Ce résultat nous permet de nous interroger sur la situation des cadres durant cette conjoncture déterminante dans les transformations non seulement de la nature de l'économie, mais aussi de l'ensemble de la société. Interroger le personnel d'encadrement sur les pratiques professionnelles, qui caractérisent l'une ou l'autre catégorie, revient à mettre en évidence ces différenciations, qui ont certainement des répercussions sur leurs choix idéologiques face à la mission de conduite des préceptes du libéralisme à l'échelle de l'entreprise.
Dans la recherche menée sur la Société Nationale de Sidérurgie (SNS) à propos de la culture d’entreprise, Ali El Kenz s’attarde sur l’étude des cadres et montre leur rapport avec l’entreprise. Il rapporte que cette catégorie a un rapport « plat » avec le personnel exécutant (les ouvriers), presque paternaliste et où le système de « don »[11] unilatéral fonctionne autant pour eux que pour les ouvriers. Est-ce que ce rapport est resté comme un héritage du passé précédant les réformes ? Est-ce que du « don » unilatéral (entreprise vers cadres) un rapport d’échange de croissance contre divers avantages aux cadres est-il émergeant dans les pratiques et les mentalités de l’encadrement des entreprises publiques économiques ? Ce sera là, l’objet de nos interrogations.
I. Perception des réformes libérales par les cadres
La tendance dominante qui se dégage fait apparaître une opinion critique par rapport aux réformes libérales de l’entreprise. Nous constatons deux types de référents idéologiques qui fondent cette opinion critique : le premier renvoie à la nostalgie de la période d’avant la libéralisation et le second puise ses sources dans les expériences de libéralisation connues sous d’autres cieux.

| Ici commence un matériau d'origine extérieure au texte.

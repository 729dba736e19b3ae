//! Kinematic integration system.
//!
//! Updates Position from Velocity each tick: position += velocity * dt.
//! Also records position history for trail rendering.

use hecs::World;

use deterrence_core::components::PositionHistory;
use deterrence_core::constants::{DT, HISTORY_DOT_INTERVAL, MAX_HISTORY_DOTS};
use deterrence_core::types::{Position, Velocity};

/// Run kinematic integration for all entities with Position + Velocity.
pub fn run(world: &mut World) {
    for (_entity, (pos, vel)) in world.query_mut::<(&mut Position, &Velocity)>() {
        pos.x += vel.x * DT;
        pos.y += vel.y * DT;
        pos.z += vel.z * DT;
    }
}

/// Record position history for trail rendering.
/// Called after movement; only records a dot every HISTORY_DOT_INTERVAL ticks.
pub fn update_history(world: &mut World, current_tick: u64) {
    if current_tick == 0 || !current_tick.is_multiple_of(HISTORY_DOT_INTERVAL as u64) {
        return;
    }

    for (_entity, (pos, history)) in world.query_mut::<(&Position, &mut PositionHistory)>() {
        history.positions.insert(0, *pos);
        history.positions.truncate(MAX_HISTORY_DOTS);
    }
}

Les « nostalgiques critiques » estiment qu’il y a des contradictions dans la gestion capitaliste des entreprises. Ils jugent la forme libérale de « libéralisme sauvage » car « aucune réforme sociale ne pallie la paupérisation du peuple » (expert aux comptes). Aussi, ont-ils le sentiment que les changements dans la gestion au sein de l’entreprise ne sont pas essentiels, mais formels. La gestion capitaliste des entreprises « a permis la création des postes de cadres dirigeants, ce qui a creusé l’écart entre les cadres en terme d’avantage socioprofessionnels » (cadre technique/chimiste-Al Zinc). Ils regardent la libéralisation des Entreprises publiques économiques (EPE) comme « non choisie, mais imposée suite aux grands changements géopolitiques de la fin des années 1980 avec la fin du bloc de l’Est et le libéralisme comme choix unique et la perte des acquis, des valeurs et des aspirations de la classe ouvrière » (responsable département du personne/ Al Zinc). D’autres « ne voient pas de libéralisation et encore moins de réformes depuis 1989, mais seulement une gestion capitaliste partielle des entreprises, et aucune incidence sur leurs postes et leurs missions » (cadre technique laboratoire/Al Zinc). Cette attitude est fondée sur la conviction que l’encadrement continue d’être un personnel d’exécution de directives auxquelles il n’a pas participé et qui lui sont dictées par les hautes sphères de l’Etat : « les réformes sont une action politique pour la paix sociale ; les cadres ne sont pas des gestionnaires, ils sont passifs et les entreprises, sont gérées par des cadres qui attendent leur retraits » (cadre communication/Al Zinc). Un autre, encore plus clair dénonce le volontarisme par lequel les réformes ont été introduites sans aucune concertation avec les cadres et la société, il dit : « les réformes ont été décidées et dictées par l’Etat sans la participation des cadres et de la société en générale » (cadre service juridique/Al Zinc). Ces cadres ne se sont pas impliqués dans le processus de changement, ils se sentent en retrait par rapport à cela.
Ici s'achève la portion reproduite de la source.